South Carolina needs to be strategic in spending this good fortune, not create a political slush fund that ignores the reasons we’re at the bottom in public education and have half of our people not earning a living wage. So here are ways to spend almost $2 billion without creating future problems that will have to be cut when times become bleak.
New, recurring money: $815 million
A little less than half of the money coming in will keep coming in every year because of growth. This pool is best spent on things that will need to be paid for each year.
Teachers. Lawmakers gave a good pay raise to the state’s teachers this year, but raised them to about the Southeastern average. Let’s do better than that by spending another $200 million on teachers, particularly in raising starting salaries.

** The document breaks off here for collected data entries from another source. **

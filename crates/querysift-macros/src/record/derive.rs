//! Implementation of the `#[derive(Record)]` macro.
//!
//! This macro generates an implementation of the `Record` trait and
//! property name constants for building queries without typos.

use std::collections::HashSet;

use proc_macro2::TokenStream;
use quote::{format_ident, quote};
use syn::{spanned::Spanned, Data, DeriveInput, Error, Fields, Result};

use super::attrs::{parse_container_attrs, parse_field_attrs};

/// Main implementation of the Record derive macro.
pub fn record_derive_impl(input: DeriveInput) -> Result<TokenStream> {
    let struct_name = &input.ident;

    if !input.generics.params.is_empty() {
        return Err(Error::new(
            input.generics.span(),
            "Record cannot be derived for generic structs",
        ));
    }

    // Ensure we have a struct with named fields
    let fields = match &input.data {
        Data::Struct(data) => match &data.fields {
            Fields::Named(named) => &named.named,
            _ => {
                return Err(Error::new(
                    input.span(),
                    "Record can only be derived for structs with named fields",
                ))
            }
        },
        _ => {
            return Err(Error::new(
                input.span(),
                "Record can only be derived for structs",
            ))
        }
    };

    let container = parse_container_attrs(&input.attrs)?;

    let mut property_arms: Vec<TokenStream> = Vec::new();
    let mut property_names: Vec<String> = Vec::new();
    let mut property_constants: Vec<TokenStream> = Vec::new();
    let mut seen = HashSet::new();
    let mut seen_consts = HashSet::new();

    for field in fields.iter() {
        let field_name = field
            .ident
            .as_ref()
            .ok_or_else(|| Error::new(field.span(), "expected named field"))?;
        let field_ty = &field.ty;

        let attrs = parse_field_attrs(&field.attrs)?;
        if attrs.skip {
            continue;
        }

        // raw identifiers (r#type) query as their plain name
        let plain = field_name.to_string().trim_start_matches("r#").to_string();
        let query_name = match (attrs.rename, container.rename_all) {
            (Some(name), _) => name,
            (None, Some(rule)) => rule.apply(&plain),
            (None, None) => plain,
        };

        if !seen.insert(query_name.clone()) {
            return Err(Error::new(
                field.span(),
                format!("duplicate property name '{}'", query_name),
            ));
        }

        let const_str = to_screaming_snake_case(&query_name);
        if const_str.chars().all(|c| c == '_') {
            return Err(Error::new(
                field.span(),
                format!(
                    "property name '{}' has no letters or digits to form a constant name",
                    query_name
                ),
            ));
        }
        if !seen_consts.insert(const_str.clone()) {
            return Err(Error::new(
                field.span(),
                format!(
                    "property name '{}' maps to constant {} which is already taken; rename one of the fields",
                    query_name, const_str
                ),
            ));
        }
        let const_name = format_ident!("{}", const_str);
        property_constants.push(quote! {
            /// Property name constant for type-safe queries.
            pub const #const_name: &'static str = #query_name;
        });

        property_arms.push(quote! {
            #query_name => {
                fn read(record: &#struct_name) -> ::querysift::FieldValue<'_> {
                    ::querysift::FieldType::field_value(&record.#field_name)
                }
                ::core::option::Option::Some(::querysift::Property::new(
                    #query_name,
                    <#field_ty as ::querysift::FieldType>::DESCRIPTOR,
                    read,
                ))
            }
        });

        property_names.push(query_name);
    }

    let expanded = quote! {
        impl #struct_name {
            #(#property_constants)*
        }

        impl ::querysift::Record for #struct_name {
            fn property(name: &str) -> ::core::option::Option<::querysift::Property<Self>> {
                match name {
                    #(#property_arms)*
                    _ => ::core::option::Option::None,
                }
            }

            fn property_names() -> &'static [&'static str] {
                &[#(#property_names),*]
            }
        }
    };

    Ok(expanded)
}

/// Convert a string to SCREAMING_SNAKE_CASE.
fn to_screaming_snake_case(s: &str) -> String {
    let mut result = String::with_capacity(s.len() + 4);
    let mut prev_was_lower = false;

    for c in s.chars() {
        if c.is_uppercase() {
            if prev_was_lower {
                result.push('_');
            }
            result.push(c);
            prev_was_lower = false;
        } else if c.is_ascii_alphanumeric() {
            result.push(c.to_ascii_uppercase());
            prev_was_lower = c.is_ascii_lowercase();
        } else {
            // '_', '-', spaces and anything else not valid in an identifier
            if !result.ends_with('_') {
                result.push('_');
            }
            prev_was_lower = false;
        }
    }

    if result.starts_with(|c: char| c.is_ascii_digit()) {
        result.insert(0, '_');
    }
    result
}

State employees. If we’re going to give teachers a raise, spend $80 million to honor the service of state employees and pay them what they’re worth. Another $30 million should boost pay more for law enforcement and corrections officers who are in harm’s way and traditionally underpaid.
Sales tax cut. Cutting the state’s high sales tax rate by a half-cent would cost approximately $300 million. That’s something that would help every South Carolinian throughout the year.
Pension liability. The state has a huge unfunded pension liability. Putting in another $100 million would reduce future burdens — particularly in lean years.
Health care. Lawmakers should invest a $100 million in recurring money to keep up with health care costs for the poorest of South Carolinians on Medicaid.
One-time money: $1 billionWhile recurring dollars generally should be used for people-related costs, one-time dollars best are spent on ignored problems, such as deferred maintenance on buildings and infrastructure.
Some ideas to consider:
Buildings. A couple of years ago, colleges outlined $2.5 billion in building needs. They got some money, but dedicating $200 million to fixing buildings would help. Similarly, another $200 million could be used to maintain state buildings and provide assistance to poor, rural school districts that need better facilities.
Welcome centers. Look for a push by lawmakers to spend $150 million on completely revamping the state’s welcome centers, which currently might be better called Unwelcoming Centers.
College tuition. Approximately $100 million would allow the state to continue a freeze on in-state college tuition as well as significantly cut the cost of technical college tuition to new lows. A good strategy to reduce poverty is to invest more in education beyond high school.
Next recession. We need to set aside an extra $230 million in additional rainy-day savings or in a disaster recovery fund for the next unexpected whack, either from Mother Nature or the economy.
There’s a lot state lawmakers can do to prepare for lean times in the future. Spending it all on pet projects is not the way to go. But with this huge amount of extra money, there will be a lot of pressure to give back some to taxpayers. While we think a better idea is to invest, a rebate of $100 per taxpayer would cost the rest of the pot — roughly $120 million.